My last week reading of Manovich had a therapeutic effect of not letting me too enthusiastic about the new media technologies. Usually, especially in graduate school, when you are subjected to the prospect of learning something totally new, there is a wave of irrational enthusiasm which is seldom to result into a Mega-project of the same scale. Nevertheless, the soft grounding may result in a series of small but not less important projects. Still, I do not exclude the fact that after a series of other refreshing readings my current mindset will bet on the further minimalism.

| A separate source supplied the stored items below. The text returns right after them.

impl Connection {
    /// Open a large object for writing, shared by both manifest flavors
    pub(crate) async fn large_object_create<'a>(
        &'a self,
        opts: &LargeObjectOpts,
        slo: bool,
    ) -> Result<LargeObjectCore<'a>> {
        let chunk_size = effective_chunk_size(opts.chunk_size);
        let mut segment_container = if opts.segment_container.is_empty() {
            format!("{}_segments", opts.container)
        } else {
            opts.segment_container.clone()
        };
        let mut prefix = opts.segment_prefix.clone();
        let mut segments: Vec<SegmentInfo> = Vec::new();
        let mut current_length: u64 = 0;

        match self.object(&opts.container, &opts.object_name).await {
            Ok((info, headers)) => {
                if headers.is_large_object() {
                    let (inherited_container, existing) = self
                        .get_all_segments(&opts.container, &opts.object_name, &headers)
                        .await?;
                    if !inherited_container.is_empty() {
                        segment_container = inherited_container;
                    }
                    if let Some(first) = existing.first() {
                        prefix = segment_dir(&first.name);
                    }
                    if opts.truncate {
                        self.large_object_delete(&opts.container, &opts.object_name)
                            .await?;
                    } else {
                        current_length = existing.iter().map(|s| s.size).sum();
                        segments = existing;
                    }
                } else if opts.truncate {
                    self.object_delete(&opts.container, &opts.object_name).await?;
                } else {
                    // A plain object becomes segment 1 so appends can extend it
                    if prefix.is_empty() {
                        prefix = generate_segment_path(&opts.object_name);
                    }
                    let first = segment_name(&prefix, 1);
                    self.object_move(
                        &opts.container,
                        &opts.object_name,
                        &segment_container,
                        &first,
                    )
                    .await?;
                    current_length = info.bytes as u64;
                    segments.push(SegmentInfo {
                        name: first,
                        size: info.bytes as u64,
                        hash: info.hash.trim_matches('"').to_lowercase(),
                    });
                }
            }
            Err(Error::ObjectNotFound) => {}
            Err(e) => return Err(e),
        }

        if prefix.is_empty() {
            prefix = generate_segment_path(&opts.object_name);
        }

        Ok(LargeObjectCore {
            conn: self,
            container: opts.container.clone(),
            object_name: opts.object_name.clone(),
            content_type: opts.content_type.clone(),
            headers: opts.headers.clone().unwrap_or_default(),
            segment_container,
            prefix,
            chunk_size,
            min_chunk_size: if slo { opts.min_chunk_size } else { 0 },
            slo,
            check_hash: opts.check_hash,
            file_pos: if opts.append { current_length } else { 0 },
            current_length,
            segments,
        })
    }

    /// Delete a large object and every segment it references
    ///
    /// The manifest goes first so no reader can observe a manifest pointing
    /// at half-deleted segments. Uses the bulk middleware when the server
    /// advertises it.
    pub async fn large_object_delete(&self, container: &str, object_name: &str) -> Result<()> {
        let (_, headers) = self.object(container, object_name).await?;
        let mut paths: Vec<(String, String)> =
            vec![(container.to_string(), object_name.to_string())];
        if headers.is_large_object() {
            let (segment_container, segments) = self
                .get_all_segments(container, object_name, &headers)
                .await?;
            paths.extend(
                segments
                    .into_iter()
                    .map(|s| (segment_container.clone(), s.name)),
            );
        }

        let bulk = match self.cached_query_info().await {
            Ok(info) => info.supports_bulk_delete(),
            Err(_) => false,
        };
        if bulk && paths.len() > 1 {
            match self.bulk_delete_paths(&paths).await {
                Ok(_) => return Ok(()),
                // Eventual consistency makes these normal
                Err(Error::Forbidden) | Err(Error::ObjectNotFound) => return Ok(()),
                Err(e) => return Err(e),
            }
        }
        for (container, name) in &paths {
            match self.object_delete(container, name).await {
                Ok(()) => {}
                Err(Error::ObjectNotFound) => {}
                Err(e) => return Err(e),
            }
        }
        Ok(())
    }

    /// The segments composing a large object
    ///
    /// For a dynamic manifest these are the objects under the manifest's
    /// prefix; for a static manifest the entries of its segment list.
    /// Returns the segment container and the segments in order. A plain
    /// object yields `NotLargeObject`.
    pub async fn large_object_get_segments(
        &self,
        container: &str,
        object_name: &str,
    ) -> Result<(String, Vec<SegmentInfo>)> {
        let (_, headers) = self.object(container, object_name).await?;
        if !headers.is_large_object() {
            return Err(Error::NotLargeObject);
        }
        self.get_all_segments(container, object_name, &headers).await
    }

    /// Enumerate segments from the manifest headers
    pub(crate) async fn get_all_segments(
        &self,
        container: &str,
        object_name: &str,
        headers: &Headers,
    ) -> Result<(String, Vec<SegmentInfo>)> {
        if let Some(manifest) = headers.get("X-Object-Manifest") {
            let (segment_container, segment_prefix) = parse_full_path(manifest);
            let segments = self
                .dlo_segments_reconciled(&segment_container, &segment_prefix)
                .await?;
            return Ok((segment_container, segments));
        }
        if headers.is_large_object_slo() {
            let (mut file, _) = self
                .object_open_with(
                    container,
                    object_name,
                    false,
                    None,
                    vec![("multipart-manifest".to_string(), "get".to_string())],
                )
                .await?;
            let mut raw = Vec::new();
            file.read_to_end(&mut raw).await?;
            file.close().await?;
            let listing: Vec<SloSegmentListing> = serde_json::from_slice(&raw)?;
            let mut segment_container = String::new();
            let mut segments = Vec::with_capacity(listing.len());
            for entry in listing {
                let (this_container, path) =
                    parse_full_path(entry.name.trim_start_matches('/'));
                segment_container = this_container;
                segments.push(SegmentInfo {
                    name: path,
                    size: entry.bytes,
                    hash: entry.hash.trim_matches('"').to_lowercase(),
                });
            }
            return Ok((segment_container, segments));
        }
        Err(Error::NotLargeObject)
    }

    /// List the segments under a prefix, then reconcile against listing lag:
    /// walk part numbers in order and HEAD every name the listing missed.
    /// HEAD is consistent even when the listing is stale; the first genuine
    /// 404 ends the object, since segments are written in order.
    async fn dlo_segments_reconciled(
        &self,
        segment_container: &str,
        segment_prefix: &str,
    ) -> Result<Vec<SegmentInfo>> {
        let opts = sc_core::ObjectsOpts {
            prefix: Some(segment_prefix.to_string()),
            ..Default::default()
        };
        let listed = self.objects_all(segment_container, Some(&opts)).await?;

        let numbered = listed
            .iter()
            .all(|o| is_segment_name(&o.name, segment_prefix));
        if !listed.is_empty() && !numbered {
            // Foreign naming scheme: trust the listing order
            return Ok(listed
                .into_iter()
                .map(|o| SegmentInfo {
                    name: o.name,
                    size: o.bytes as u64,
                    hash: o.hash.trim_matches('"').to_lowercase(),
                })
                .collect());
        }

        let mut by_name: std::collections::BTreeMap<String, &sc_core::Object> =
            listed.iter().map(|o| (o.name.clone(), o)).collect();
        let mut segments = Vec::new();
        for part_number in 1.. {
            let name = segment_name(segment_prefix, part_number);
            if let Some(object) = by_name.remove(&name) {
                segments.push(SegmentInfo {
                    name,
                    size: object.bytes as u64,
                    hash: object.hash.trim_matches('"').to_lowercase(),
                });
                continue;
            }
            match self.object(segment_container, &name).await {
                Ok((info, _)) => {
                    tracing::debug!(name = %name, "segment missing from listing, found by HEAD");
                    segments.push(SegmentInfo {
                        name,
                        size: info.bytes as u64,
                        hash: info.hash.trim_matches('"').to_lowercase(),
                    });
                }
                Err(Error::ObjectNotFound) => break,
                Err(e) => return Err(e),
            }
        }
        Ok(segments)
    }

    /// PUT a zero-byte dynamic manifest pointing at `container/prefix`
    pub(crate) async fn create_dlo_manifest(
        &self,
        container: &str,
        object_name: &str,
        manifest: &str,
        content_type: &str,
        headers: Option<Headers>,
    ) -> Result<()> {
        let mut extra = headers.unwrap_or_default();
        extra.insert("X-Object-Manifest", manifest.to_string());
        self.object_put_bytes_opts(
            container,
            object_name,
            Bytes::new(),
            false,
            "",
            content_type,
            Some(extra),
            Vec::new(),
            object_error_map,
        )
        .await?;
        Ok(())
    }

    /// PUT a static manifest listing `segments` in order
    ///
    /// The server re-checks every entry's size and hash; a mismatch
    /// surfaces as `ObjectCorrupted`.
    pub(crate) async fn create_slo_manifest(
        &self,
        container: &str,
        object_name: &str,
        content_type: &str,
        segment_container: &str,
        segments: &[SegmentInfo],
        headers: Option<Headers>,
    ) -> Result<()> {
        let manifest: Vec<SloManifestEntry> = segments
            .iter()
            .map(|s| SloManifestEntry {
                path: format!("{segment_container}/{}", s.name),
                etag: s.hash.clone(),
                size_bytes: s.size,
            })
            .collect();
        let body = serde_json::to_vec(&manifest)?;
        self.object_put_bytes_opts(
            container,
            object_name,
            Bytes::from(body),
            false,
            "",
            content_type,
            headers,
            vec![("multipart-manifest".to_string(), "put".to_string())],
            slo_manifest_error_map,
        )
        .await?;
        Ok(())
    }

    /// Poll until a HEAD of the object reports `size` bytes
    ///
    /// Segment listings and manifest composition are eventually consistent;
    /// this loop turns that into a read-after-write guarantee at the
    /// library boundary.
    pub(crate) async fn wait_for_object_size(
        &self,
        container: &str,
        object_name: &str,
        size: u64,
    ) -> Result<()> {
        let deadline = tokio::time::Instant::now() + FLUSH_WAIT_BUDGET;
        let mut delay = FLUSH_WAIT_INITIAL;
        loop {
            match self.object(container, object_name).await {
                Ok((info, _)) if info.bytes as u64 == size => return Ok(()),
                Ok((info, _)) => {
                    tracing::debug!(
                        have = info.bytes,
                        want = size,
                        "large object not fully visible yet"
                    );
                }
                Err(Error::ObjectNotFound) => {}
                Err(e) => return Err(e),
            }
            if tokio::time::Instant::now() >= deadline {
                tracing::warn!(container, object_name, "large object never reached its size");
                return Err(Error::Timeout);
            }
            tokio::time::sleep(delay).await;
            delay *= 2;
        }
    }

    /// Delete many objects in one request through the bulk middleware
    ///
    /// Returns the server's accounting of what was deleted; names the
    /// server could not find are counted, not errored.
    pub async fn bulk_delete(
        &self,
        container: &str,
        object_names: &[String],
    ) -> Result<BulkDeleteResult> {
        let paths: Vec<(String, String)> = object_names
            .iter()
            .map(|name| (container.to_string(), name.clone()))
            .collect();
        self.bulk_delete_paths(&paths).await
    }

    pub(crate) async fn bulk_delete_paths(
        &self,
        paths: &[(String, String)],
    ) -> Result<BulkDeleteResult> {
        let mut body = String::new();
        for (container, name) in paths {
            body.push('/');
            body.push_str(&crate::object::escaped_path(container, name)?);
            body.push('\n');
        }
        let headers = Headers::from([
            ("Content-Type", "text/plain"),
            ("Accept", "application/json"),
        ]);
        let resp = self
            .call(RequestOpts {
                operation: Method::POST,
                parameters: vec![("bulk-delete".to_string(), "true".to_string())],
                headers: Some(headers),
                error_map: Some(container_error_map),
                body: Some(RequestBody::Bytes(Bytes::from(body))),
                ..Default::default()
            })
            .await?;
        resp.body.json().await
    }
}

So far, the readings for this week have managed to revive a sort of enthusiasm, and at the same, to keep the skepticism alive. Starting with the promise for a lucrative combination of new and analogue media, continuing with a retrospective and some prospects of the digital history and, at last but not least, the survey of certain practical issues which are encountered by historians in their taming of the new media.

The most interesting idea for me is how along with the developments of the new technologies and of infinite possibilities of the computation, historians are confronted with the prospects of creating or reinventing the total master narratives, which in addition to written-based scriptural illusion of the past would also speculate on the "total reproduction of the past as it was lived by those people" making use of new video and other technologies.

Of course, video and audio materials are not new to any type of totalitarian regimes, and they were used extensively either in Nazi Germany or in Soviet Union. Nevertheless, the fact that computer shapes its content according to the will of its user can prove much more dangerous than The Triumph of the Will, because the user-friendly interface will customize its propaganda tools according to the needs of each individual.